Mas a verdadeira questão é se esse tipo de intensidade absurda pode se sustentar ao longo da vida de uma comédia narrativa. Felizmente, a nova série da Bayer para a Showtime, “I Love That For You”, entende as virtudes (e limitações) dessa persona e as dobra de forma inteligente para um potencial dramático inesperado.

Vagamente baseado em sua própria experiência de infância com leucemia, “I Love That For You” é estrelado por Bayer como Joanna, uma garota do meio-oeste que sobreviveu a um diagnóstico de leucemia na adolescência. Deitada no hospital, passando por cansativos tratamentos contra o câncer, a única coisa que a mantinha ativa era a Special Value Network, uma rede de compras domésticas do tipo QVC que lhe oferecia a promessa de brilho, glamour e beleza por meio de bugigangas bregas e anfitriões sorridentes. (incluindo Jackie Stilton, de Molly Shannon, o famoso rosto da rede) na tela. Agora, como adulta, ela permaneceu na bolha protetora de seus pais, sem vida amorosa e sem carreira fora de amostras de xelim na filial Costco de seu pai. Mas uma oportunidade milagrosa cai em seu caminho quando ela faz uma audição para o SVN e consegue um show como um de seus anfitriões, vendendo um lápis na câmera com tanta habilidade que deixaria Jordan Belfort orgulhoso.
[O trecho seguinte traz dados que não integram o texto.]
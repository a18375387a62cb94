//! Overlay files on disk: truncation, enrichment, skipped features and the
//! metadata catalog that describes them.

use plantatlas::metadata::MetadataCatalog;
use plantatlas::overlay::{assign_colors, FeatureCollection, OverlayBuilder, PrimitiveKind, PALETTE};
use plantatlas::region::{classify, enrich_collection};
use serde_json::{json, Value};
use std::fs;
use std::path::{Path, PathBuf};
use tempfile::TempDir;

fn points(n: usize) -> Value {
    let features: Vec<Value> = (0..n)
        .map(|i| {
            json!({
                "type": "Feature",
                "geometry": {"type": "Point", "coordinates": [75.0 + (i % 10) as f64 * 0.1, 20.0]},
                "properties": {}
            })
        })
        .collect();
    json!({"type": "FeatureCollection", "features": features})
}

fn write_json(dir: &Path, name: &str, value: &Value) -> PathBuf {
    let path = dir.join(name);
    fs::write(&path, serde_json::to_string(value).unwrap()).unwrap();
    path
}

#[test]
fn large_file_is_truncated_to_limit() {
    let dir = TempDir::new().unwrap();
    let path = write_json(dir.path(), "big.geojson", &points(6000));

    let layer = OverlayBuilder::default().build_file(&path, PALETTE[0]).unwrap();
    assert!(layer.truncated);
    assert_eq!(layer.primitives.len(), 5000);
    assert_eq!(layer.source, "big.geojson");

    let collection = FeatureCollection::load(&path, 5000).unwrap();
    assert_eq!(collection.total_features, 6000);
}

#[test]
fn small_file_is_kept_whole() {
    let dir = TempDir::new().unwrap();
    let path = write_json(dir.path(), "small.geojson", &points(100));

    let layer = OverlayBuilder::default().build_file(&path, PALETTE[1]).unwrap();
    assert!(!layer.truncated);
    assert_eq!(layer.primitives.len(), 100);
    assert!(layer.primitives.iter().all(|p| p.kind == PrimitiveKind::Marker));
}

#[test]
fn limit_is_configurable() {
    let dir = TempDir::new().unwrap();
    let path = write_json(dir.path(), "pts.geojson", &points(100));
    let layer = OverlayBuilder::new(40).build_file(&path, PALETTE[2]).unwrap();
    assert!(layer.truncated);
    assert_eq!(layer.primitives.len(), 40);
}

#[test]
fn malformed_features_are_skipped() {
    let collection = json!({"features": [
        {"geometry": {"type": "Point", "coordinates": [80.0, 20.0]}},
        {"geometry": {"type": "Point", "coordinates": []}},
        {"geometry": {"type": "LineString", "coordinates": [[80.0, 20.0], [81.0, 21.0]]}},
        {"properties": {}},
    ]});
    let layer = OverlayBuilder::default().build_value(collection, "mixed", PALETTE[3]);
    assert_eq!(layer.primitives.len(), 1);
    assert_eq!(layer.skipped, 3);
}

#[test]
fn enriched_tooltips_carry_region_labels() {
    let raw = json!({"features": [
        {"type": "Feature", "geometry": {"type": "Point", "coordinates": [77.5, 34.2]}, "properties": {}},
        {"type": "Feature", "geometry": {"type": "Point", "coordinates": [80.0, 20.0]},
         "properties": {"states": ["Custom"]}},
    ]});
    let enriched = enrich_collection(&raw);
    let expected = classify(34.2, 77.5);
    assert_eq!(
        enriched["features"][0]["properties"]["states"],
        Value::from(expected.states.clone())
    );
    assert_eq!(enriched["features"][1]["properties"]["states"], json!(["Custom"]));
    assert!(enriched["features"][1]["properties"].get("districts").is_none());

    let layer = OverlayBuilder::default().build_value(enriched, "pts", PALETTE[4]);
    assert!(layer.primitives[0]
        .tooltip
        .contains(&format!("States: {}", expected.states.join(", "))));
    assert!(layer.primitives[1].tooltip.contains("States: Custom"));
}

#[test]
fn colors_cycle_through_palette() {
    let files: Vec<String> = (0..8).map(|i| format!("f{}.geojson", i)).collect();
    let colored = assign_colors(&files);
    assert_eq!(colored[0].1, PALETTE[0]);
    assert_eq!(colored[6].1, PALETTE[0]);
    assert_eq!(colored[7].1, PALETTE[1]);
}

#[test]
fn metadata_names_original_files() {
    let dir = TempDir::new().unwrap();
    let path = write_json(
        dir.path(),
        "meta.json",
        &json!({
            "enhanced_kilns.geojson": {"source": "Survey", "recorded_time": "2021"},
            "enhanced_mines.geojson": {"original": "mines_raw.geojson"}
        }),
    );
    let catalog = MetadataCatalog::load(&path).unwrap();
    let kilns = catalog.get("enhanced_kilns.geojson").unwrap();
    assert_eq!(kilns.original.as_deref(), Some("kilns.geojson"));
    assert_eq!(kilns.recorded_time_or_default(), "2021");
    assert_eq!(
        catalog.get("enhanced_mines.geojson").and_then(|m| m.original.as_deref()),
        Some("mines_raw.geojson")
    );
}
O trabalho é um sonho tornado realidade para Joanna, mas quando ela finalmente chega ao SVN, fica claro como ela está fora de seu elemento. A primeira e mais importante coisa é que ela mal entende a si mesma, muito menos como ela se parece com os outros, como sua nova chefe Patricia (a Jenifer Lewis estelar) a perfura cedo. Todo mundo tem sua marca: Jackie é a dona de casa mais velha confiante e deslumbrante, Perry (Johnno Wilson) o alegre sulista gay, Beth Ann (Ayden Mayeri) a “momfluencer” embonecada que tira seu absorvente interno para fazer xixi.

Mas quem é Joana? Afinal, eles não estão apenas vendendo produtos; eles estão se vendendo também. E depois que seu primeiro dia é desastroso, Joanna, em um momento de desespero, mente que seu câncer voltou. De repente, ela tem uma marca: a corajosa sobrevivente do câncer – uma que lhe dá um tremendo poder e moeda na rede, desde que ninguém descubra a verdade.
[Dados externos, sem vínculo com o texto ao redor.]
//! Memoization of source loads, keyed by the input file's identity.
//!
//! A cache never changes results: a hit returns exactly what a fresh load of
//! the same unchanged input would produce.

use crate::dataset::Dataset;
use crate::models::SourceType;
use crate::stats::LoadStats;
use anyhow::{Context, Result};
use rustc_hash::FxHashMap;
use std::fs;
use std::path::{Path, PathBuf};
use std::time::SystemTime;
use tracing::{debug, info};

#[derive(Debug, Clone, PartialEq, Eq, Hash)]
pub struct CacheKey {
    pub source: SourceType,
    pub path: PathBuf,
    pub chunk_size: Option<usize>,
    /// Nanoseconds since the epoch. Seconds miss same-size rewrites.
    pub input_mtime: u128,
    pub input_size: u64,
}

impl CacheKey {
    /// Builds a key from the file's current mtime and size. Fails when the
    /// file cannot be stat-ed.
    pub fn for_input(source: SourceType, path: &Path, chunk_size: Option<usize>) -> Result<Self> {
        let (input_mtime, input_size) = get_input_metadata(path)?;
        Ok(Self {
            source,
            path: path.to_path_buf(),
            chunk_size,
            input_mtime,
            input_size,
        })
    }
}

fn get_input_metadata(path: &Path) -> Result<(u128, u64)> {
    let metadata =
        fs::metadata(path).with_context(|| format!("Failed to get metadata for: {:?}", path))?;
    let mtime = metadata
        .modified()
        .context("Failed to get modification time")?
        .duration_since(SystemTime::UNIX_EPOCH)
        .context("Invalid modification time")?
        .as_nanos();
    Ok((mtime, metadata.len()))
}

/// A successful source load as stored in a cache.
#[derive(Debug, Clone, PartialEq)]
pub struct CachedLoad {
    pub dataset: Dataset,
    pub rejected: Dataset,
    pub stats: LoadStats,
}

pub trait DatasetCache {
    fn get(&mut self, key: &CacheKey) -> Option<CachedLoad>;
    fn put(&mut self, key: CacheKey, load: CachedLoad);
}

/// Caches nothing; every lookup misses.
#[derive(Debug, Clone, Copy, Default)]
pub struct NoCache;

impl DatasetCache for NoCache {
    fn get(&mut self, _key: &CacheKey) -> Option<CachedLoad> {
        None
    }

    fn put(&mut self, _key: CacheKey, _load: CachedLoad) {}
}

#[derive(Debug, Default)]
pub struct MemoryCache {
    entries: FxHashMap<CacheKey, CachedLoad>,
    hits: u64,
    misses: u64,
}

impl MemoryCache {
    pub fn new() -> Self {
        Self::default()
    }

    pub fn hits(&self) -> u64 {
        self.hits
    }

    pub fn misses(&self) -> u64 {
        self.misses
    }

    pub fn len(&self) -> usize {
        self.entries.len()
    }

    pub fn is_empty(&self) -> bool {
        self.entries.is_empty()
    }

    /// Drops every entry of `source`, whatever path it was loaded from.
    pub fn invalidate(&mut self, source: SourceType) -> usize {
        let before = self.entries.len();
        self.entries.retain(|key, _| key.source != source);
        before - self.entries.len()
    }

    pub fn clear(&mut self) {
        let dropped = self.entries.len();
        self.entries.clear();
        info!(dropped, "Cleared dataset cache");
    }
}

impl DatasetCache for MemoryCache {
    fn get(&mut self, key: &CacheKey) -> Option<CachedLoad> {
        match self.entries.get(key) {
            Some(load) => {
                self.hits += 1;
                debug!(source = %key.source, path = ?key.path, "Dataset cache hit");
                Some(load.clone())
            }
            None => {
                self.misses += 1;
                debug!(source = %key.source, path = ?key.path, "Dataset cache miss");
                None
            }
        }
    }

    fn put(&mut self, key: CacheKey, load: CachedLoad) {
        // Entries for an older version of the same input are stale.
        let before = self.entries.len();
        self.entries.retain(|k, _| {
            !(k.source == key.source && k.path == key.path && k.chunk_size == key.chunk_size)
        });
        if self.entries.len() < before {
            info!(
                source = %key.source,
                current_mtime = ?key.input_mtime,
                current_size = key.input_size,
                "Input file has changed since it was cached"
            );
        }
        self.entries.insert(key, load);
    }
}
É uma premissa abundante para o tipo de desconforto que Bayer se deleita como comediante, atingindo algum lugar entre “Younger” da TV Land e os elementos de “Brigsby Bear” de Kyle Mooney, de Kyle Mooney. ” Joanna se sente como o amálgama de tantos vampiros psíquicos baseados em esboços da Bayer, uma mulher explodindo de positividade do Meio-Oeste e não pequena quantidade de energia nervosa. Ela é terrivelmente desajeitada socialmente, e muitas das melhores piadas do programa giram em torno de Joanna tropeçando em suas palavras com confiança de cadete espacial. (“Já estive em todos os tipos de lugares na Itália”, ela se gaba para um antigo colega de classe bem-sucedido.) Assistir a Joanna é como assistir a um mau improvisador ser escolhido na multidão para subir ao palco com o Second City, mas Bayer sabe exatamente como equilibrar a resiliência de Joanna com sua incerteza incapacitante no momento. É uma verdadeira vitrine para ela, infundindo os tiques de mulher heterossexual que ela cultivou ao longo de sua carreira com o pathos de uma mulher que nunca teve a chance de pertencer e ainda está alcançando o que o mundo exterior realmente quer dela.